Work task:
Please return only the lines from the one holding "impl From<anyhow::Error> for" through the one holding "Allow the action", exactly as they appear in the records below, both ends included.

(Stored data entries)
+++++

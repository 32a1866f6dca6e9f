//! Error types for the decision engine

use crate::cel::CelError;
use crate::scope::ScopeError;
use thiserror::Error;

/// Result type alias for decision-engine operations
pub type Result<T> = std::result::Result<T, AuthzError>;

/// Errors surfaced by the decision engine and its components.
///
/// Load-time errors (`CircularDependency`, `DuplicateRole`,
/// `InvalidDefinition`, `InvalidPolicy`) reject the offending configuration
/// and leave the previously loaded one active. Request-time failures are
/// absorbed into per-action deny decisions and never reach callers as errors.
#[derive(Debug, Error)]
pub enum AuthzError {
    /// Malformed or too-deep scope string
    #[error("invalid scope: {0}")]
    InvalidScope(#[from] ScopeError),

    /// Circular dependency detected between derived roles
    #[error("circular dependency in derived roles: {}", .cycle.join(" -> "))]
    CircularDependency { cycle: Vec<String> },

    /// Derived role name defined more than once
    #[error("duplicate derived role: {0}")]
    DuplicateRole(String),

    /// Derived role definition failed validation
    #[error("invalid derived role '{role}': {reason}")]
    InvalidDefinition { role: String, reason: String },

    /// Policy failed validation during indexing
    #[error("invalid policy '{policy}': {reason}")]
    InvalidPolicy { policy: String, reason: String },

    /// Condition expression failed to compile or evaluate
    #[error("condition evaluation failed: {0}")]
    Evaluation(#[from] CelError),

    /// Internal error
    #[error("internal error: {0}")]
    Internal(String),
}

impl From<anyhow::Error> for AuthzError {
    fn from(err: anyhow::Error) -> Self {
        AuthzError::Internal(err.to_string())
    }
}

#[cfg(test)]
mod tests {
    use super::*;

    #[test]
    fn circular_dependency_names_the_cycle() {
        let err = AuthzError::CircularDependency {
            cycle: vec!["a".to_string(), "b".to_string(), "a".to_string()],
        };
        assert_eq!(
            err.to_string(),
            "circular dependency in derived roles: a -> b -> a"
        );
    }

    #[test]
    fn scope_error_converts() {
        let err: AuthzError = ScopeError::EmptySegment.into();
        assert!(matches!(err, AuthzError::InvalidScope(_)));
    }

    #[test]
    fn invalid_policy_display() {
        let err = AuthzError::InvalidPolicy {
            policy: "resource.doc.default".to_string(),
            reason: "empty resource kind".to_string(),
        };
        assert!(err.to_string().contains("resource.doc.default"));
    }
}
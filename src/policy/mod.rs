//! Policy data model: rules, resource policies, principal policies

mod store;

pub use store::{PolicyStore, StoreStats};
pub(crate) use store::PolicyIndex;

use crate::pattern;
use serde::{Deserialize, Serialize};

/// Effect of a matched rule
#[derive(Debug, Clone, Copy, PartialEq, Eq, Serialize, Deserialize)]
#[serde(rename_all = "UPPERCASE")]
pub enum Effect {
    /// Allow the action
    Allow,
    /// Deny the action
    Deny,
}

/// A rule inside a resource policy.
///
/// A rule matches an action when its action patterns match, its role set
/// intersects the principal's direct and derived roles, and its condition
/// (if any) evaluates true.
#[derive(Debug, Clone, PartialEq, Serialize, Deserialize)]
#[serde(rename_all = "camelCase")]
pub struct Rule {
    /// Rule name, reported in decision metadata
    pub name: String,

    /// Action patterns (`view`, `admin:*`, `*`)
    #[serde(default)]
    pub actions: Vec<String>,

    /// Effect when the rule matches
    pub effect: Effect,

    /// Roles this rule applies to; may reference derived roles
    #[serde(default)]
    pub roles: Vec<String>,

    /// Optional condition expression
    #[serde(skip_serializing_if = "Option::is_none")]
    pub condition: Option<String>,
}

impl Rule {
    /// Creates a rule with no actions, roles or condition.
    pub fn new(name: impl Into<String>, effect: Effect) -> Self {
        Self {
            name: name.into(),
            actions: Vec::new(),
            effect,
            roles: Vec::new(),
            condition: None,
        }
    }

    /// Sets the action patterns.
    pub fn with_actions<I, S>(mut self, actions: I) -> Self
    where
        I: IntoIterator<Item = S>,
        S: Into<String>,
    {
        self.actions = actions.into_iter().map(Into::into).collect();
        self
    }

    /// Sets the role set.
    pub fn with_roles<I, S>(mut self, roles: I) -> Self
    where
        I: IntoIterator<Item = S>,
        S: Into<String>,
    {
        self.roles = roles.into_iter().map(Into::into).collect();
        self
    }

    /// Attaches a condition expression.
    pub fn with_condition(mut self, condition: impl Into<String>) -> Self {
        self.condition = Some(condition.into());
        self
    }

    /// Whether any action pattern matches the action.
    pub fn matches_action(&self, action: &str) -> bool {
        pattern::matches_any(action, &self.actions)
    }

    /// Whether the rule's role set intersects the held roles. An empty role
    /// set never matches (fail closed).
    pub fn matches_roles(&self, held: &[String]) -> bool {
        self.roles
            .iter()
            .any(|role_pattern| held.iter().any(|role| pattern::matches(role, role_pattern)))
    }
}

/// Policy attached to a resource kind at a scope.
///
/// The empty scope is the global fallback. Rules are evaluated in
/// declaration order.
#[derive(Debug, Clone, PartialEq, Serialize, Deserialize)]
#[serde(rename_all = "camelCase")]
pub struct ResourcePolicy {
    /// Resource kind this policy governs
    pub resource_kind: String,

    /// Scope; empty means global
    #[serde(default)]
    pub scope: String,

    /// Policy version, part of the audit label
    pub version: String,

    /// Ordered rules
    pub rules: Vec<Rule>,
}

impl ResourcePolicy {
    /// Creates an empty policy at the global scope.
    pub fn new(resource_kind: impl Into<String>, version: impl Into<String>) -> Self {
        Self {
            resource_kind: resource_kind.into(),
            scope: String::new(),
            version: version.into(),
            rules: Vec::new(),
        }
    }

    /// Sets the scope.
    pub fn with_scope(mut self, scope: impl Into<String>) -> Self {
        self.scope = scope.into();
        self
    }

    /// Appends a rule.
    pub fn with_rule(mut self, rule: Rule) -> Self {
        self.rules.push(rule);
        self
    }

    /// Audit label, e.g. `resource.document.default/acme.eng`.
    pub fn label(&self) -> String {
        if self.scope.is_empty() {
            format!("resource.{}.{}", self.resource_kind, self.version)
        } else {
            format!("resource.{}.{}/{}", self.resource_kind, self.version, self.scope)
        }
    }
}

/// A rule inside a principal policy.
///
/// Selects a resource kind by pattern instead of a role set; the principal
/// is already selected by the enclosing policy.
#[derive(Debug, Clone, PartialEq, Serialize, Deserialize)]
#[serde(rename_all = "camelCase")]
pub struct PrincipalRule {
    /// Resource kind pattern this rule applies to
    pub resource: String,

    /// Rule name, reported in decision metadata
    pub name: String,

    /// Action patterns
    #[serde(default)]
    pub actions: Vec<String>,

    /// Effect when the rule matches
    pub effect: Effect,

    /// Optional condition expression
    #[serde(skip_serializing_if = "Option::is_none")]
    pub condition: Option<String>,
}

impl PrincipalRule {
    /// Creates a rule for a resource kind pattern.
    pub fn new(
        resource: impl Into<String>,
        name: impl Into<String>,
        effect: Effect,
    ) -> Self {
        Self {
            resource: resource.into(),
            name: name.into(),
            actions: Vec::new(),
            effect,
            condition: None,
        }
    }

    /// Sets the action patterns.
    pub fn with_actions<I, S>(mut self, actions: I) -> Self
    where
        I: IntoIterator<Item = S>,
        S: Into<String>,
    {
        self.actions = actions.into_iter().map(Into::into).collect();
        self
    }

    /// Attaches a condition expression.
    pub fn with_condition(mut self, condition: impl Into<String>) -> Self {
        self.condition = Some(condition.into());
        self
    }

    /// Whether this rule applies to the resource kind.
    pub fn matches_resource(&self, kind: &str) -> bool {
        pattern::matches(kind, &self.resource)
    }

    /// Whether any action pattern matches the action.
    pub fn matches_action(&self, action: &str) -> bool {
        pattern::matches_any(action, &self.actions)
    }
}

/// Policy attached to a principal ID (exact or pattern) at a scope.
///
/// A matching principal policy always overrides resource policies.
#[derive(Debug, Clone, PartialEq, Serialize, Deserialize)]
#[serde(rename_all = "camelCase")]
pub struct PrincipalPolicy {
    /// Principal ID, exact (`user:alice`) or pattern (`user:*`)
    pub principal_id: String,

    /// Scope; empty means global
    #[serde(default)]
    pub scope: String,

    /// Policy version, part of the audit label
    pub version: String,

    /// Ordered rules
    pub rules: Vec<PrincipalRule>,
}

impl PrincipalPolicy {
    /// Creates an empty policy at the global scope.
    pub fn new(principal_id: impl Into<String>, version: impl Into<String>) -> Self {
        Self {
            principal_id: principal_id.into(),
            scope: String::new(),
            version: version.into(),
            rules: Vec::new(),
        }
    }

    /// Sets the scope.
    pub fn with_scope(mut self, scope: impl Into<String>) -> Self {
        self.scope = scope.into();
        self
    }

    /// Appends a rule.
    pub fn with_rule(mut self, rule: PrincipalRule) -> Self {
        self.rules.push(rule);
        self
    }

    /// Audit label, e.g. `principal.user:alice.default`.
    pub fn label(&self) -> String {
        if self.scope.is_empty() {
            format!("principal.{}.{}", self.principal_id, self.version)
        } else {
            format!("principal.{}.{}/{}", self.principal_id, self.version, self.scope)
        }
    }
}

+++++

Response:
impl From<anyhow::Error> for AuthzError {
    fn from(err: anyhow::Error) -> Self {
        AuthzError::Internal(err.to_string())
    }
}

#[cfg(test)]
mod tests {
    use super::*;

    #[test]
    fn circular_dependency_names_the_cycle() {
        let err = AuthzError::CircularDependency {
            cycle: vec!["a".to_string(), "b".to_string(), "a".to_string()],
        };
        assert_eq!(
            err.to_string(),
            "circular dependency in derived roles: a -> b -> a"
        );
    }

    #[test]
    fn scope_error_converts() {
        let err: AuthzError = ScopeError::EmptySegment.into();
        assert!(matches!(err, AuthzError::InvalidScope(_)));
    }

    #[test]
    fn invalid_policy_display() {
        let err = AuthzError::InvalidPolicy {
            policy: "resource.doc.default".to_string(),
            reason: "empty resource kind".to_string(),
        };
        assert!(err.to_string().contains("resource.doc.default"));
    }
}
filename src/policy/mod.rs
//! Policy data model: rules, resource policies, principal policies

mod store;

pub use store::{PolicyStore, StoreStats};
pub(crate) use store::PolicyIndex;

use crate::pattern;
use serde::{Deserialize, Serialize};

/// Effect of a matched rule
#[derive(Debug, Clone, Copy, PartialEq, Eq, Serialize, Deserialize)]
#[serde(rename_all = "UPPERCASE")]
pub enum Effect {
    /// Allow the action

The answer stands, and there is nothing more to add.